- **What to do**: Find and copy the lines in the records beneath this task that contain the word "listener".

[Dataset entries]
____
//! Outbound alert events.
//!
//! [`AlertEvent`] is what observers receive. It serializes to the wire shape
//! clients consume, tagged by an `event` field:
//!
//! ```json
//! { "event": "alert", "alertId": "…", "tier": "critical", "patientId": "…", … }
//! ```

use chrono::Utc;
use serde::Serialize;
use vitalwatch_core::alert::{Acknowledgment, Alert};
use vitalwatch_core::roles::Role;
use vitalwatch_core::rules::Threshold;
use vitalwatch_core::types::{AlertId, PatientId, Timestamp};

// ---------------------------------------------------------------------------
// Payloads
// ---------------------------------------------------------------------------

/// Body of `alert` and `alert_escalated` events.
#[derive(Debug, Clone, PartialEq, Serialize)]
#[serde(rename_all = "camelCase")]
pub struct AlertNotice {
    pub alert_id: AlertId,
    pub tier: String,
    pub patient_id: PatientId,
    pub vital_type: String,
    pub vitals_window: Vec<f64>,
    pub threshold: Threshold,
    pub reasons: Vec<String>,
    /// Roles this particular event was addressed to.
    pub recipients: Vec<Role>,
    pub timestamp: Timestamp,
    #[serde(skip_serializing_if = "Option::is_none")]
    pub context: Option<serde_json::Value>,
    pub source: String,
}

/// Body of `alert_acknowledged` events.
#[derive(Debug, Clone, PartialEq, Serialize)]
#[serde(rename_all = "camelCase")]
pub struct AckNotice {
    pub alert_id: AlertId,
    pub patient_id: PatientId,
    pub tier: String,
    pub timestamp: Timestamp,
    pub acknowledged_by: Role,
    pub user_id: String,
    pub status: Option<String>,
    pub note: Option<String>,
}

// ---------------------------------------------------------------------------
// AlertEvent
// ---------------------------------------------------------------------------

/// A state change of an alert, as delivered to observers.
#[derive(Debug, Clone, PartialEq, Serialize)]
#[serde(tag = "event", rename_all = "snake_case")]
pub enum AlertEvent {
    /// A new alert, addressed to the tier's initial recipients.
    Alert(AlertNotice),
    /// Nobody acknowledged in time; addressed to the escalation recipients.
    AlertEscalated(AlertNotice),
    /// Someone acknowledged the alert before it escalated.
    AlertAcknowledged(AckNotice),
}

impl AlertEvent {
    /// The initial `alert` event for a freshly raised alert.
    pub fn raised(alert: &Alert) -> Self {
        AlertEvent::Alert(notice(alert, alert.recipients.clone(), alert.timestamp))
    }

    /// The `alert_escalated` event, stamped with the escalation time.
    pub fn escalated(alert: &Alert) -> Self {
        AlertEvent::AlertEscalated(notice(
            alert,
            alert.escalation_recipients.clone(),
            Utc::now(),
        ))
    }

    pub fn acknowledged(alert: &Alert, ack: &Acknowledgment) -> Self {
        AlertEvent::AlertAcknowledged(AckNotice {
            alert_id: alert.alert_id.clone(),
            patient_id: alert.patient_id.clone(),
            tier: alert.tier.clone(),
            timestamp: ack.at,
            acknowledged_by: ack.acknowledged_by,
            user_id: ack.user_id.clone(),
            status: ack.status.clone(),
            note: ack.note.clone(),
        })
    }

    /// Wire name of the event (`"alert"`, `"alert_escalated"`, ...).
    pub fn name(&self) -> &'static str {
        match self {
            AlertEvent::Alert(_) => "alert",
            AlertEvent::AlertEscalated(_) => "alert_escalated",
            AlertEvent::AlertAcknowledged(_) => "alert_acknowledged",
        }
    }

    pub fn alert_id(&self) -> &str {
        match self {
            AlertEvent::Alert(n) | AlertEvent::AlertEscalated(n) => &n.alert_id,
            AlertEvent::AlertAcknowledged(a) => &a.alert_id,
        }
    }

    pub fn patient_id(&self) -> &str {
        match self {
            AlertEvent::Alert(n) | AlertEvent::AlertEscalated(n) => &n.patient_id,
            AlertEvent::AlertAcknowledged(a) => &a.patient_id,
        }
    }

    /// JSON text for transports that write strings.
    pub fn to_json(&self) -> String {
        serde_json::to_string(self).unwrap_or_else(|e| {
            tracing::error!(error = %e, event = self.name(), "Failed to serialize alert event");
            String::from("{}")
        })
    }
}

fn notice(alert: &Alert, recipients: Vec<Role>, timestamp: Timestamp) -> AlertNotice {
    AlertNotice {
        alert_id: alert.alert_id.clone(),
        tier: alert.tier.clone(),
        patient_id: alert.patient_id.clone(),
        vital_type: alert.vital_type.clone(),
        vitals_window: alert.vitals_window.clone(),
        threshold: alert.threshold,
        reasons: alert.reasons.clone(),
        recipients,
        timestamp,
        context: alert.context.clone(),
        source: alert.source.clone(),
    }
}

// ---------------------------------------------------------------------------
// Tests
// ---------------------------------------------------------------------------
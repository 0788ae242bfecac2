use std::net::SocketAddr;
use std::sync::Arc;
use std::time::Duration;

use tokio::sync::oneshot;
use tracing_subscriber::{layer::SubscriberExt, util::SubscriberInitExt};

use vitalwatch_api::config::ServerConfig;
use vitalwatch_api::router::build_app_router;
use vitalwatch_api::state::AppState;
use vitalwatch_api::ws;
use vitalwatch_core::rules::AlertRules;

#[tokio::main]
async fn main() {
    dotenvy::dotenv().ok();

    // --- Tracing ---
    tracing_subscriber::registry()
        .with(
            tracing_subscriber::EnvFilter::try_from_default_env().unwrap_or_else(|_| {
                "vitalwatch_api=debug,vitalwatch_events=debug,tower_http=debug".into()
            }),
        )
        .with(tracing_subscriber::fmt::layer())
        .init();

    // --- Configuration ---
    let config = ServerConfig::from_env();
    tracing::info!(host = %config.host, port = %config.port, "Loaded server configuration");

    // --- Alert rules ---
    let rules = AlertRules::load(&config.alert_rules_path);

    // --- App state ---
    let state = AppState::new(config.clone(), rules);
    let ws_manager = Arc::clone(&state.ws_manager);
    let lifecycle = Arc::clone(&state.lifecycle);

    // --- Heartbeat ---
    let heartbeat_handle = ws::start_heartbeat(Arc::clone(&ws_manager));

    // --- Router ---
    let app = build_app_router(state, &config);

    // --- Start server ---
    let addr = SocketAddr::new(
        config.host.parse().expect("Invalid HOST address"),
        config.port,
    );
    tracing::info!(%addr, "Starting server");

    let listener = tokio::net::TcpListener::bind(addr)
        .await
        .expect("Failed to bind to address");

    // Alert streams never finish on their own, so the server is told to stop
    // only after the signal, and open sockets are closed before draining.
    let (stop_tx, stop_rx) = oneshot::channel::<()>();
    let mut server = tokio::spawn(async move {
        axum::serve(listener, app)
            .with_graceful_shutdown(async {
                let _ = stop_rx.await;
            })
            .await
    });

    tokio::select! {
        () = shutdown_signal() => {}
        result = &mut server => {
            result.expect("Server task panicked").expect("Server error");
            return;
        }
    }

    // --- Post-shutdown cleanup ---
    let _ = stop_tx.send(());

    let ws_count = ws_manager.connection_count().await;
    tracing::info!(ws_count, "Closing remaining WebSocket connections");
    ws_manager.shutdown_all().await;

    let drain = Duration::from_secs(config.shutdown_timeout_secs);
    match tokio::time::timeout(drain, &mut server).await {
        Ok(Ok(Err(e))) => tracing::error!(error = %e, "Server error during shutdown"),
        Ok(_) => tracing::info!("Server stopped accepting connections"),
        Err(_) => {
            tracing::warn!(timeout_secs = config.shutdown_timeout_secs, "Connections did not drain in time");
            server.abort();
        }
    }

    lifecycle.shutdown();
    tracing::info!("Escalation timers cancelled");

    heartbeat_handle.abort();
    tracing::info!("Heartbeat task stopped");

    tracing::info!("Graceful shutdown complete");
}

/// Wait for a termination signal to initiate graceful shutdown.
///
/// Handles both SIGINT (Ctrl-C) and SIGTERM (on Unix).
async fn shutdown_signal() {
    let ctrl_c = async {
        tokio::signal::ctrl_c()
            .await
            .expect("Failed to install Ctrl-C handler");
    };

    #[cfg(unix)]
    let terminate = async {
        tokio::signal::unix::signal(tokio::signal::unix::SignalKind::terminate())
            .expect("Failed to install SIGTERM handler")
            .recv()
            .await;
    };

    #[cfg(not(unix))]
    let terminate = std::future::pending::<()>();

    tokio::select! {
        () = ctrl_c => {
            tracing::info!("Received SIGINT (Ctrl-C), starting graceful shutdown");
        }
        () = terminate => {
            tracing::info!("Received SIGTERM, starting graceful shutdown");
        }
    }
}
____
- **Response**:
    let listener = tokio::net::TcpListener::bind(addr)
        axum::serve(listener, app)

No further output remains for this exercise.